What the task asks: All the entries that follow must be written out again exactly.

Provided records:
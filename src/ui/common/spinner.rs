use leptos::prelude::*;

/// Spinner size options
#[derive(Clone, Copy, PartialEq)]
pub enum SpinnerSize {
    Small,
    Medium,
    Large,
}

impl SpinnerSize {
    fn class(&self) -> &'static str {
        match self {
            SpinnerSize::Small => "spinner-sm",
            SpinnerSize::Medium => "spinner-md",
            SpinnerSize::Large => "spinner-lg",
        }
    }
}

/// Loading spinner component
#[component]
pub fn Spinner(
    #[prop(default = SpinnerSize::Medium)] size: SpinnerSize,
    /// Optional label text
    #[prop(default = String::new())]
    label: String,
) -> impl IntoView {
    view! {
        <div class="spinner-container">
            <div class=format!("spinner {}", size.class()) role="status" aria-live="polite">
                <span class="sr-only">"Loading..."</span>
            </div>
            {(!label.is_empty()).then(|| view! { <div class="spinner-label">{label.clone()}</div> })}
        </div>
    }
}

/// Inline spinner for buttons
#[component]
pub fn InlineSpinner() -> impl IntoView {
    view! { <span class="spinner spinner-sm spinner-inline" aria-hidden="true"></span> }
}

/// Full-page placeholder shown while the session is being checked
#[component]
pub fn LoadingScreen(#[prop(default = "Loading...".to_string())] message: String) -> impl IntoView {
    view! {
        <div class="loading-screen">
            <Spinner size=SpinnerSize::Large label=message />
        </div>
    }
}
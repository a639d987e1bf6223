use crate::core::validation::ValidationError;
use crate::ui::icon::{Icon, icons};
use leptos::prelude::*;

#[component]
fn FieldError(error: Option<Signal<Option<String>>>) -> impl IntoView {
    move || {
        error.and_then(|e| e.get()).map(|err| {
            view! {
                <div class="field-error">
                    <Icon name=icons::ALERT_CIRCLE class="icon-text"/>
                    <span>{err}</span>
                </div>
            }
        })
    }
}

/// Generic form field component with label and input
#[component]
pub fn FormField(
    /// Field label text
    label: &'static str,
    /// Input id and name
    name: &'static str,
    /// Shows a red asterisk
    #[prop(default = false)]
    required: bool,
    /// Input type (text, password, email, etc.)
    #[prop(default = "text")]
    input_type: &'static str,
    #[prop(default = "")] placeholder: &'static str,
    #[prop(default = "off")] autocomplete: &'static str,
    /// Current value signal
    value: RwSignal<String>,
    /// Optional error message to display
    #[prop(optional, into)]
    error: Option<Signal<Option<String>>>,
    /// Runs after every edit, e.g. to clear a stale error
    #[prop(optional)]
    on_edit: Option<Callback<()>>,
) -> impl IntoView {
    view! {
        <div class="field">
            <label class="label" for=name>
                {label}
                {required.then(|| view! { <span class="required-mark">"*"</span> })}
            </label>
            <input
                type=input_type
                id=name
                name=name
                class="input-base"
                class:input-invalid=move || error.and_then(|e| e.get()).is_some()
                placeholder=placeholder
                autocomplete=autocomplete
                prop:value=move || value.get()
                on:input=move |ev| {
                    value.set(event_target_value(&ev));
                    if let Some(callback) = on_edit {
                        callback.run(());
                    }
                }
            />
            <FieldError error=error />
        </div>
    }
}

/// Text area form field component
#[component]
pub fn TextAreaField(
    label: &'static str,
    name: &'static str,
    #[prop(default = false)] required: bool,
    #[prop(default = "")] placeholder: &'static str,
    value: RwSignal<String>,
    #[prop(default = 4)] rows: u32,
    #[prop(optional, into)] error: Option<Signal<Option<String>>>,
) -> impl IntoView {
    view! {
        <div class="field">
            <label class="label" for=name>
                {label}
                {required.then(|| view! { <span class="required-mark">"*"</span> })}
            </label>
            <textarea
                id=name
                name=name
                class="input-base"
                class:input-invalid=move || error.and_then(|e| e.get()).is_some()
                placeholder=placeholder
                rows=rows
                prop:value=move || value.get()
                on:input=move |ev| value.set(event_target_value(&ev))
            ></textarea>
            <FieldError error=error />
        </div>
    }
}

/// Select field over `(value, label)` options
#[component]
pub fn SelectField(
    label: &'static str,
    name: &'static str,
    options: Vec<(&'static str, String)>,
    value: RwSignal<String>,
) -> impl IntoView {
    view! {
        <div class="field">
            <label class="label" for=name>{label}</label>
            <select
                id=name
                name=name
                class="input-base"
                prop:value=move || value.get()
                on:change=move |ev| value.set(event_target_value(&ev))
            >
                {options
                    .into_iter()
                    .map(|(option_value, option_label)| {
                        view! {
                            <option value=option_value selected=move || value.get() == option_value>
                                {option_label}
                            </option>
                        }
                    })
                    .collect_view()}
            </select>
        </div>
    }
}

/// Message of `error` when it belongs to `field`
pub fn field_error(
    error: RwSignal<Option<ValidationError>>,
    field: &'static str,
) -> Signal<Option<String>> {
    Signal::derive(move || {
        error.with(|err| {
            err.as_ref()
                .filter(|err| err.field() == field)
                .map(ToString::to_string)
        })
    })
}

Response to the exercise:
filename src/ui/common/spinner.rs
use leptos::prelude::*;

/// Spinner size options
#[derive(Clone, Copy, PartialEq)]
pub enum SpinnerSize {
    Small,
    Medium,
    Large,
}

impl SpinnerSize {
    fn class(&self) -> &'static str {
        match self {
            SpinnerSize::Small => "spinner-sm",
            SpinnerSize::Medium => "spinner-md",
            SpinnerSize::Large => "spinner-lg",
        }
    }
}

/// Loading spinner component
#[component]
pub fn Spinner(
    #[prop(default = SpinnerSize::Medium)] size: SpinnerSize,
    /// Optional label text
    #[prop(default = String::new())]
    label: String,
) -> impl IntoView {
    view! {
        <div class="spinner-container">
            <div class=format!("spinner {}", size.class()) role="status" aria-live="polite">
                <span class="sr-only">"Loading..."</span>
            </div>
            {(!label.is_empty()).then(|| view! { <div class="spinner-label">{label.clone()}</div> })}
        </div>
    }
}

/// Inline spinner for buttons
#[component]
pub fn InlineSpinner() -> impl IntoView {
    view! { <span class="spinner spinner-sm spinner-inline" aria-hidden="true"></span> }
}

/// Full-page placeholder shown while the session is being checked
#[component]
pub fn LoadingScreen(#[prop(default = "Loading...".to_string())] message: String) -> impl IntoView {
    view! {
        <div class="loading-screen">
            <Spinner size=SpinnerSize::Large label=message />
        </div>
    }
}
repository a639d987e1bf6223
use crate::core::validation::ValidationError;
use crate::ui::icon::{Icon, icons};
use leptos::prelude::*;

#[component]
fn FieldError(error: Option<Signal<Option<String>>>) -> impl IntoView {
    move || {
        error.and_then(|e| e.get()).map(|err| {
            view! {
                <div class="field-error">
                    <Icon name=icons::ALERT_CIRCLE class="icon-text"/>
                    <span>{err}</span>
                </div>
            }
        })
    }
}

/// Generic form field component with label and input
#[component]
pub fn FormField(
    /// Field label text
    label: &'static str,
    /// Input id and name
    name: &'static str,
    /// Shows a red asterisk
    #[prop(default = false)]
    required: bool,
    /// Input type (text, password, email, etc.)
    #[prop(default = "text")]
    input_type: &'static str,
    #[prop(default = "")] placeholder: &'static str,
    #[prop(default = "off")] autocomplete: &'static str,
    /// Current value signal
    value: RwSignal<String>,
    /// Optional error message to display
    #[prop(optional, into)]
    error: Option<Signal<Option<String>>>,
    /// Runs after every edit, e.g. to clear a stale error
    #[prop(optional)]
    on_edit: Option<Callback<()>>,
) -> impl IntoView {
    view! {
        <div class="field">
            <label class="label" for=name>
                {label}
                {required.then(|| view! { <span class="required-mark">"*"</span> })}
            </label>
            <input
                type=input_type
                id=name
                name=name
                class="input-base"
                class:input-invalid=move || error.and_then(|e| e.get()).is_some()
                placeholder=placeholder
                autocomplete=autocomplete
                prop:value=move || value.get()
                on:input=move |ev| {
                    value.set(event_target_value(&ev));
                    if let Some(callback) = on_edit {
                        callback.run(());
                    }
                }
            />
            <FieldError error=error />
        </div>
    }
}

/// Text area form field component
#[component]
pub fn TextAreaField(
    label: &'static str,
    name: &'static str,
    #[prop(default = false)] required: bool,
    #[prop(default = "")] placeholder: &'static str,
    value: RwSignal<String>,
    #[prop(default = 4)] rows: u32,
    #[prop(optional, into)] error: Option<Signal<Option<String>>>,
) -> impl IntoView {
    view! {
        <div class="field">
            <label class="label" for=name>
                {label}
                {required.then(|| view! { <span class="required-mark">"*"</span> })}
            </label>
            <textarea
                id=name
                name=name
                class="input-base"
                class:input-invalid=move || error.and_then(|e| e.get()).is_some()
                placeholder=placeholder
                rows=rows
                prop:value=move || value.get()
                on:input=move |ev| value.set(event_target_value(&ev))
            ></textarea>
            <FieldError error=error />
        </div>
    }
}

/// Select field over `(value, label)` options
#[component]
pub fn SelectField(
    label: &'static str,
    name: &'static str,
    options: Vec<(&'static str, String)>,
    value: RwSignal<String>,
) -> impl IntoView {
    view! {
        <div class="field">
            <label class="label" for=name>{label}</label>
            <select
                id=name
                name=name
                class="input-base"
                prop:value=move || value.get()
                on:change=move |ev| value.set(event_target_value(&ev))
            >
                {options
                    .into_iter()
                    .map(|(option_value, option_label)| {
                        view! {
                            <option value=option_value selected=move || value.get() == option_value>
                                {option_label}
                            </option>
                        }
                    })
                    .collect_view()}
            </select>
        </div>
    }
}

/// Message of `error` when it belongs to `field`
pub fn field_error(
    error: RwSignal<Option<ValidationError>>,
    field: &'static str,
) -> Signal<Option<String>> {
    Signal::derive(move || {
        error.with(|err| {
            err.as_ref()
                .filter(|err| err.field() == field)
                .map(ToString::to_string)
        })
    })
}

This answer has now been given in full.